WHAT NEEDS TO BE DONE — The response must contain every line below in which "None" appears.

** PROVIDED ENTRIES follows **

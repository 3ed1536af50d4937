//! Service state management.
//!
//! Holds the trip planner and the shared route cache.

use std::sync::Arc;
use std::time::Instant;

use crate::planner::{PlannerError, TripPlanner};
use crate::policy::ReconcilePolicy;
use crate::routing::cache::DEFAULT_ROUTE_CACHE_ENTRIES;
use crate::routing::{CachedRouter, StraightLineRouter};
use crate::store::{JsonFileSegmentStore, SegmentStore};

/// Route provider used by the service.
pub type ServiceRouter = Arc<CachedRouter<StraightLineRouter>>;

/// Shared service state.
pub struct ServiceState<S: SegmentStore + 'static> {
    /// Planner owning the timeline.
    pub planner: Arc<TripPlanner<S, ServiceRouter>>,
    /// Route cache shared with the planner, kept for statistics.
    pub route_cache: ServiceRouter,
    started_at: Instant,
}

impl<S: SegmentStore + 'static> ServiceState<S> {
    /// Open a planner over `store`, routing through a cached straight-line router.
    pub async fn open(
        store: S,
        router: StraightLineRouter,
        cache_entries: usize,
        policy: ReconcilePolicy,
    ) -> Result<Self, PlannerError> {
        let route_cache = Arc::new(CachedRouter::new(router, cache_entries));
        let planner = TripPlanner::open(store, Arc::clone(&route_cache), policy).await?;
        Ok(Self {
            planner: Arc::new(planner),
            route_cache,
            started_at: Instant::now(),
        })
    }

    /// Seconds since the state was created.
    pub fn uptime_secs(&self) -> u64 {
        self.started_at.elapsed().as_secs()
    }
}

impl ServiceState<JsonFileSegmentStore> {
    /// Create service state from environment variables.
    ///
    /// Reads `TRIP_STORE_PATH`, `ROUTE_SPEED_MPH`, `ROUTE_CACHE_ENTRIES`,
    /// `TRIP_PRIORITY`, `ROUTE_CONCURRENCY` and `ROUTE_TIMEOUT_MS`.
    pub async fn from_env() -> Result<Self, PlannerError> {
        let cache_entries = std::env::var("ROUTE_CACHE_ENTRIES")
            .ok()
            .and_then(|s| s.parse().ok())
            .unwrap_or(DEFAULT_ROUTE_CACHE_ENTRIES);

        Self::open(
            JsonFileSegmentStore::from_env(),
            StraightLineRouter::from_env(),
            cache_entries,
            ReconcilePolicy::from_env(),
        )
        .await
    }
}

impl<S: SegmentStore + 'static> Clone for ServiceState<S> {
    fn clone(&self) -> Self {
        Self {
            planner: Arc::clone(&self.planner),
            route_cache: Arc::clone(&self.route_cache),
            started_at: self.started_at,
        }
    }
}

** End of PROVIDED ENTRIES **
** PROVIDED ENTRIES follows **

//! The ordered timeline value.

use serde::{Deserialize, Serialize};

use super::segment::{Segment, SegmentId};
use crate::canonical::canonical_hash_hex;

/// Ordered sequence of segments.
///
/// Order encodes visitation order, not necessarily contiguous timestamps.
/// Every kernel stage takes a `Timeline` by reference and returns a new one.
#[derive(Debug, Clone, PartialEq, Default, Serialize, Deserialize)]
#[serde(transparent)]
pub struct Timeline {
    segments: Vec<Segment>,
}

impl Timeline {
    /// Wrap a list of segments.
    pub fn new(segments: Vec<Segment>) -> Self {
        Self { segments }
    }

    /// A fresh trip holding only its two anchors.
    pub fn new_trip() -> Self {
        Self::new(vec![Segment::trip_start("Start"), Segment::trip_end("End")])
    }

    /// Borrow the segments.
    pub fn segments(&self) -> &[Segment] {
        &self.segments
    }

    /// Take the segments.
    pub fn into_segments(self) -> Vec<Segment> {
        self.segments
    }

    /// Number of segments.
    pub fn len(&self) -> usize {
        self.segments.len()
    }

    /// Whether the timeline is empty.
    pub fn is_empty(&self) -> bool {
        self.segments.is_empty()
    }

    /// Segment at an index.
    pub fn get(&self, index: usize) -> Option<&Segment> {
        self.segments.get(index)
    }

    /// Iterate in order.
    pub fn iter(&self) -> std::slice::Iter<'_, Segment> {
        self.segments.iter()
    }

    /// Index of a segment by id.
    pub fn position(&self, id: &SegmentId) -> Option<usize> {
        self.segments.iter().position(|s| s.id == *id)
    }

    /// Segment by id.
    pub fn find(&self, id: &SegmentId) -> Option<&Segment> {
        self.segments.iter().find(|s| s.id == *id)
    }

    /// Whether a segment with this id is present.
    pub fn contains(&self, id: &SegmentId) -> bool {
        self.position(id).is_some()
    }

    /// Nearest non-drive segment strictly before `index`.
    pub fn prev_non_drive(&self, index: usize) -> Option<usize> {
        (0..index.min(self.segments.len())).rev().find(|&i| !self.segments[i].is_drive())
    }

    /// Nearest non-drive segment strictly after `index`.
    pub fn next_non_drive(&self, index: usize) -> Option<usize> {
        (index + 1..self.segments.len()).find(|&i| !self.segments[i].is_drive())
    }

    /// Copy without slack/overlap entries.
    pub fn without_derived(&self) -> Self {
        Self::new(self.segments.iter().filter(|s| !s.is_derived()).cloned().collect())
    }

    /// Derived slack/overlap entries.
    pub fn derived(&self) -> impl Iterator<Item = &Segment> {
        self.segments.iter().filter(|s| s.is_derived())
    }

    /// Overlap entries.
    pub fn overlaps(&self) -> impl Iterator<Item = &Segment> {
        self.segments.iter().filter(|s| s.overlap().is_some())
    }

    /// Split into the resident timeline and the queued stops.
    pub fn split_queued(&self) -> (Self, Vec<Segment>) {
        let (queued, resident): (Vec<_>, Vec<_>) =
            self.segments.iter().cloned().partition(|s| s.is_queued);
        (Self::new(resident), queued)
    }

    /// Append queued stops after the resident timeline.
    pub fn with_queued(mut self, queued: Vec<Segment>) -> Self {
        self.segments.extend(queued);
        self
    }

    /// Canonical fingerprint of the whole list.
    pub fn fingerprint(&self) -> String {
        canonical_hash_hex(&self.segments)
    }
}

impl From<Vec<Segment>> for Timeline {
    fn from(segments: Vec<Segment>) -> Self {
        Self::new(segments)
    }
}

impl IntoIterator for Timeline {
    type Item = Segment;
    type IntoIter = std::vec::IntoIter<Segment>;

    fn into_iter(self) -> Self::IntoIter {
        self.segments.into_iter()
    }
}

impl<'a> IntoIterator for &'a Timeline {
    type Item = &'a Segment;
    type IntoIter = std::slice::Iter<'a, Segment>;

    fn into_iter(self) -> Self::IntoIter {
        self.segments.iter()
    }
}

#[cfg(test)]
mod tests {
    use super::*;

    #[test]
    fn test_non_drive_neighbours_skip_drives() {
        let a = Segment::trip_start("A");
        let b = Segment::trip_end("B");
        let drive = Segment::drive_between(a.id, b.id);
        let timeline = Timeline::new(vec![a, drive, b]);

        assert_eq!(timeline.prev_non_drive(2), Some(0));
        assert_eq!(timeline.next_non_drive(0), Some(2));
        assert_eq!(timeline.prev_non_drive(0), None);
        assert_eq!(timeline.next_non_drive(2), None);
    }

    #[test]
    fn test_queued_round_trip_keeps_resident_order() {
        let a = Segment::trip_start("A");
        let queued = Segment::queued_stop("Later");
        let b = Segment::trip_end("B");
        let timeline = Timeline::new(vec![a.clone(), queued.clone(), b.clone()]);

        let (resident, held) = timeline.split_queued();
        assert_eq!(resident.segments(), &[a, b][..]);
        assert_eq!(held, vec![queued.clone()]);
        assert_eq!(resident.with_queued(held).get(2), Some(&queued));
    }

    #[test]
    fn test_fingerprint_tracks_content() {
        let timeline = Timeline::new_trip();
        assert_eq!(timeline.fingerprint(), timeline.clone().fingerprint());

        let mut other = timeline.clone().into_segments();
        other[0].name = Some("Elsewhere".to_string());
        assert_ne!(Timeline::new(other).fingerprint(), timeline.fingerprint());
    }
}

** End of PROVIDED ENTRIES **

YOUR SOLUTION —
        assert_eq!(timeline.prev_non_drive(0), None);
        assert_eq!(timeline.next_non_drive(2), None);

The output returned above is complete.